The State Safety & Security Agency is the supreme public security apparatus. In 1973 political security responsibilities were transferred from the Ministry of Public Security to the State Security Department [also known as the State Political Security Agency], an autonomous agency reporting directly to the President. The Ministry of State Political Security was separated from the State Administration Council altogether in April, 1982 and renamed the State Security Agency. It was renamed the State Safety & Security Agency in early 1993.
The State Safety & Security Agency carries out a wide range of counterintelligence and internal security functions normally associated with "secret police." The Agency carries out duties to ensure the safety and maintenance of the system such as search for and management of anti-system criminals, immigration control, activities for searching out spies and impure and anti-social elements, collection of overseas information, and supervision over ideological tendencies of residents. It is charged with searching out antistate criminals--a general category that includes those accused of antigovernment and dissident activities, economic crimes, and slander of the political leadership. Camps for political prisoners are under its jurisdiction. It has counterintelligence responsibilities at home and abroad, and runs overseas intelligence collection operations. It monitors political attitudes and maintains surveillance of returnees. Agency personnel escort high-ranking officials. The Agency also guards national borders and monitors international entry points. The degree of control it exercises over the Political Security Bureaus of the KPA--which has representatives at all levels of command--is unclear.

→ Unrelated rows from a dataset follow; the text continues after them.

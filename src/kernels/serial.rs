//! Serial triple-loop kernels.
//!
//! These are the baselines every other kernel is checked and timed against.

use crate::element::Element;
use crate::kernels::{assert_square, reduce};

/// Naive matrix multiplication using row-col-k loop order.
///
/// The textbook triple loop. The innermost loop walks a column of B, i.e.
/// with stride `n`, so every iteration touches a new cache line once N is
/// large. Use this as the correctness reference, not for performance.
///
/// Works for any `n`, not only tile multiples.
///
/// # Arguments
///
/// * `a` - Matrix A (n × n), row-major
/// * `b` - Matrix B (n × n), row-major
/// * `c` - Matrix C (n × n), row-major, accumulated into (C += A * B)
/// * `n` - Matrix dimension
///
/// # Panics
///
/// Panics if the slice sizes don't match `n * n`.
pub fn naive<T: Element>(a: &[T], b: &[T], c: &mut [T], n: usize) {
    assert_square(a, b, c.len(), n);
    naive_rows(a, b, c, n, 0);
}

/// The naive loop restricted to rows `start_row..start_row + c_rows.len() / n`.
///
/// `c_rows` holds only those rows of C, so row `start_row` of the full
/// matrix is row 0 of `c_rows`. This is the per-worker body of
/// [`parallel_naive`](crate::parallel::parallel_naive).
pub fn naive_rows<T: Element>(a: &[T], b: &[T], c_rows: &mut [T], n: usize, start_row: usize) {
    for (local, c_row) in c_rows.chunks_exact_mut(n).enumerate() {
        let row = start_row + local;
        for (col, c_elem) in c_row.iter_mut().enumerate() {
            for k in 0..n {
                *c_elem += a[row * n + k] * b[k * n + col];
            }
        }
    }
}

/// Naive loop order with B supplied already transposed.
///
/// `bt[col * n + k]` holds `B[k][col]`, so the inner loop becomes a dot
/// product over two contiguous rows. Comparing this with [`naive`] measures
/// the benefit of data layout alone.
///
/// # Arguments
///
/// * `bt` - Transposed matrix Bᵀ (n × n), row-major
///
/// # Panics
///
/// Panics if the slice sizes don't match `n * n`.
pub fn transposed<T: Element>(a: &[T], bt: &[T], c: &mut [T], n: usize) {
    assert_square(a, bt, c.len(), n);
    for (row, c_row) in c.chunks_exact_mut(n).enumerate() {
        for (col, c_elem) in c_row.iter_mut().enumerate() {
            for k in 0..n {
                *c_elem += a[row * n + k] * bt[col * n + k];
            }
        }
    }
}

/// [`transposed`] with the inner dot product reduced in fixed-width groups of
/// `W` lanes (see [`reduce::dot`]).
///
/// The summation order differs from [`naive`], so results agree within the
/// element tolerance rather than bit for bit.
pub fn transposed_lanes<T: Element, const W: usize>(a: &[T], bt: &[T], c: &mut [T], n: usize) {
    assert_square(a, bt, c.len(), n);
    for (row, c_row) in c.chunks_exact_mut(n).enumerate() {
        let a_row = &a[row * n..(row + 1) * n];
        for (col, c_elem) in c_row.iter_mut().enumerate() {
            *c_elem += reduce::dot::<T, W>(a_row, &bt[col * n..(col + 1) * n]);
        }
    }
}

#[cfg(test)]
mod tests {
    use super::*;

    #[test]
    fn test_2x2_multiply() {
        let a = vec![1.0f64, 2.0, 3.0, 4.0];
        let b = vec![5.0f64, 6.0, 7.0, 8.0];
        let mut c = vec![0.0; 4];
        naive(&a, &b, &mut c, 2);
        assert_eq!(c, vec![19.0, 22.0, 43.0, 50.0]);
    }

    #[test]
    fn test_accumulates_into_c() {
        let a = vec![1.0f32, 0.0, 0.0, 1.0];
        let b = vec![1.0f32, 2.0, 3.0, 4.0];
        let mut c = vec![10.0f32, 20.0, 30.0, 40.0];
        naive(&a, &b, &mut c, 2);
        assert_eq!(c, vec![11.0, 22.0, 33.0, 44.0]);
    }

    #[test]
    fn test_transposed_matches_naive_odd_size() {
        let n = 7;
        let a: Vec<f64> = (0..n * n).map(|i| (i % 10) as f64).collect();
        let b: Vec<f64> = (0..n * n).map(|i| ((i + 3) % 7) as f64).collect();
        let mut bt = vec![0.0; n * n];
        for r in 0..n {
            for c in 0..n {
                bt[c * n + r] = b[r * n + c];
            }
        }

        let mut expected = vec![0.0; n * n];
        let mut plain = vec![0.0; n * n];
        let mut lanes = vec![0.0; n * n];
        naive(&a, &b, &mut expected, n);
        transposed(&a, &bt, &mut plain, n);
        transposed_lanes::<f64, 4>(&a, &bt, &mut lanes, n);

        assert_eq!(expected, plain);
        assert_eq!(expected, lanes);
    }

    #[test]
    fn test_naive_rows_writes_only_its_rows() {
        let n = 4;
        let a = vec![1.0f64; n * n];
        let b = vec![1.0f64; n * n];
        let mut c = vec![0.0; n * n];
        naive_rows(&a, &b, &mut c[n..3 * n], n, 1);
        assert!(c[..n].iter().all(|&x| x == 0.0));
        assert!(c[n..3 * n].iter().all(|&x| x == 4.0));
        assert!(c[3 * n..].iter().all(|&x| x == 0.0));
    }

    #[test]
    #[should_panic(expected = "B: expected")]
    fn test_size_mismatch_panics() {
        let mut c = vec![0.0f32; 4];
        naive(&[0.0; 4], &[0.0; 3], &mut c, 2);
    }
}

Total personnel number some 50,000 persons. The State Safety & Security Agency is supervised by the director, and there are several deputy directors for organization, investigation, censorship, and other specialized responsibilities. There are state security bureaus in each province (or metropolitan area) and city (or county). Security staffers are stationed in the smallest municipalities, and are dispatched even to individual institutions and public corporations. The agency is likely under direct control of Kim Jong-il, as no one was selected to succeed the late director Lee Jin-soo after his death in Oct. 1987.